## [What this task involves]
Among the lines below, tally those that contain "enemies" and respond with the total only.
BEGIN Input
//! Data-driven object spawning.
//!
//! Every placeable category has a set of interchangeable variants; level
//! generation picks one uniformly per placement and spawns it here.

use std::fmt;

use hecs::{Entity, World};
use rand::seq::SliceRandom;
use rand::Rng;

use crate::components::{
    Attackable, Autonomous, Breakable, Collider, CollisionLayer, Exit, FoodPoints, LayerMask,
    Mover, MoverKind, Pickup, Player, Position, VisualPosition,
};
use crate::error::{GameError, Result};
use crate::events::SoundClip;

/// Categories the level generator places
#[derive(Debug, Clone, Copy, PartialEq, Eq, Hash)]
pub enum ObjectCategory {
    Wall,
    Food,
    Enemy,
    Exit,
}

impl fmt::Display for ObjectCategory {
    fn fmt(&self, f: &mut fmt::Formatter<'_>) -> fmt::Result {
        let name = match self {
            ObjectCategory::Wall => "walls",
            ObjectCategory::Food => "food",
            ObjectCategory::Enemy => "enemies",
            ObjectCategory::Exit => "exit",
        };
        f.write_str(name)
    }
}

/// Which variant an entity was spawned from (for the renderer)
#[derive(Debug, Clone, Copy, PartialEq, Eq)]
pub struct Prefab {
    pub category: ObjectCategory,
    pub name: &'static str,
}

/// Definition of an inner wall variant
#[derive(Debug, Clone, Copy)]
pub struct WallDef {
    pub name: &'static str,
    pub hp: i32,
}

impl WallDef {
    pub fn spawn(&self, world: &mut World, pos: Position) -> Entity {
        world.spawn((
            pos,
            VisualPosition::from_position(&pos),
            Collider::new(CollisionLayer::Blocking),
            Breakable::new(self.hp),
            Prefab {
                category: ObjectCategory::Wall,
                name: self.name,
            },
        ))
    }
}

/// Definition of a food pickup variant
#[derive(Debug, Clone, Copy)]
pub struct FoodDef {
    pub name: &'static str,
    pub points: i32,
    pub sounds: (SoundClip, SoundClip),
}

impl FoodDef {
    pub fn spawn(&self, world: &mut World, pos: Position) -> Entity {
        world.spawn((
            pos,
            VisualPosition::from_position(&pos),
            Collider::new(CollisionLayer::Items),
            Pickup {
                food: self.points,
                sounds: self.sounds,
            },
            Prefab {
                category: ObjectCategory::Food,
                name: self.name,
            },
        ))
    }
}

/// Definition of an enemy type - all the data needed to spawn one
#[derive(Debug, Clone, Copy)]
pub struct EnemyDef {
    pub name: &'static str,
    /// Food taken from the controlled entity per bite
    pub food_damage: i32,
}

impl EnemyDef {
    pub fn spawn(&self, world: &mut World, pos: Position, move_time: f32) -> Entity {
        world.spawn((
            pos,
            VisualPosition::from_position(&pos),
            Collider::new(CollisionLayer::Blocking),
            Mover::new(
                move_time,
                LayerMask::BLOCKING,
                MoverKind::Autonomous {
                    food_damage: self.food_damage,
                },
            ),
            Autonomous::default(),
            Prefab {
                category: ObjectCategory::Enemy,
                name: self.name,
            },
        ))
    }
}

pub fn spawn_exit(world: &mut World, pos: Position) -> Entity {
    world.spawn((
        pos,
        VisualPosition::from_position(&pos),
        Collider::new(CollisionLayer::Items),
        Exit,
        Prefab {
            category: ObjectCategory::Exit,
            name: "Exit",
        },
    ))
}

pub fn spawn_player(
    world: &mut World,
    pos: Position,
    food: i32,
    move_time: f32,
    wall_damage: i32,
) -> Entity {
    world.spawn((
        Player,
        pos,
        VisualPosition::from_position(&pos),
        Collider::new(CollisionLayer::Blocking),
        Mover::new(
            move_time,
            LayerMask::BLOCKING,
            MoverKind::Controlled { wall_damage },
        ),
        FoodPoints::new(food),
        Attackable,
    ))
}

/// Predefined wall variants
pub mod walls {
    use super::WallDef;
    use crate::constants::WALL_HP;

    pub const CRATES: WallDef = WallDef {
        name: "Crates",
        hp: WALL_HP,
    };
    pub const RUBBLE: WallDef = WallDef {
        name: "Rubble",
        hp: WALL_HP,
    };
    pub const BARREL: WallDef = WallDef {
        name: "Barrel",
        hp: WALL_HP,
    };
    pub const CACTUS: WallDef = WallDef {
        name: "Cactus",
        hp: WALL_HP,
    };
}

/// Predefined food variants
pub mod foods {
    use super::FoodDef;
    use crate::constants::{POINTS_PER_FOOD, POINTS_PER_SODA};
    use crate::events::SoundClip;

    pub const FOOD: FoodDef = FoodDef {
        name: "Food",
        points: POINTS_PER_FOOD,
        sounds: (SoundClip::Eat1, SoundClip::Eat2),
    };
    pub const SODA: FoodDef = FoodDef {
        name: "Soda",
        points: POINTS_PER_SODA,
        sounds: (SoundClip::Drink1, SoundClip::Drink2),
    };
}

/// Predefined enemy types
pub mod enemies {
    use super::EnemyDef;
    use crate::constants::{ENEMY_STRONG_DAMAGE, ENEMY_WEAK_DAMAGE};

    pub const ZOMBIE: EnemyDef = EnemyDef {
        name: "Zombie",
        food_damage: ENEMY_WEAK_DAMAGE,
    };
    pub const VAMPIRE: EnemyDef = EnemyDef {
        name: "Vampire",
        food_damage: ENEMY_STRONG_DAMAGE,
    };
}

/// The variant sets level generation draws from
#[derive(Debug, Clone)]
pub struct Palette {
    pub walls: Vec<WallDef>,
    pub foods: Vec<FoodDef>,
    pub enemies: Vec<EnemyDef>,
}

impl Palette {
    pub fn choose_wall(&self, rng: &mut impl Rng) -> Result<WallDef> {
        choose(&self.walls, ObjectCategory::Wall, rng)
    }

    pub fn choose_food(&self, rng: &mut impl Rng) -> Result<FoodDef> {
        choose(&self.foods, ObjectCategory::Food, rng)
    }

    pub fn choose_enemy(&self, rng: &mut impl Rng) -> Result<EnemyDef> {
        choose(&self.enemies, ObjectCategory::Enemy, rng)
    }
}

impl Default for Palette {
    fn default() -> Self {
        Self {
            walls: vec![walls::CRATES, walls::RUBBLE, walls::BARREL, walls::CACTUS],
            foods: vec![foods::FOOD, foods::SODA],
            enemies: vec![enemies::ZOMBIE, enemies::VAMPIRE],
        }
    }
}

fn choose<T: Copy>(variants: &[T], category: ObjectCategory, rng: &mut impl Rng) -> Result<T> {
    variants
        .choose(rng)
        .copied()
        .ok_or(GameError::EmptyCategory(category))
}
END Input
## [Output for this exercise]
5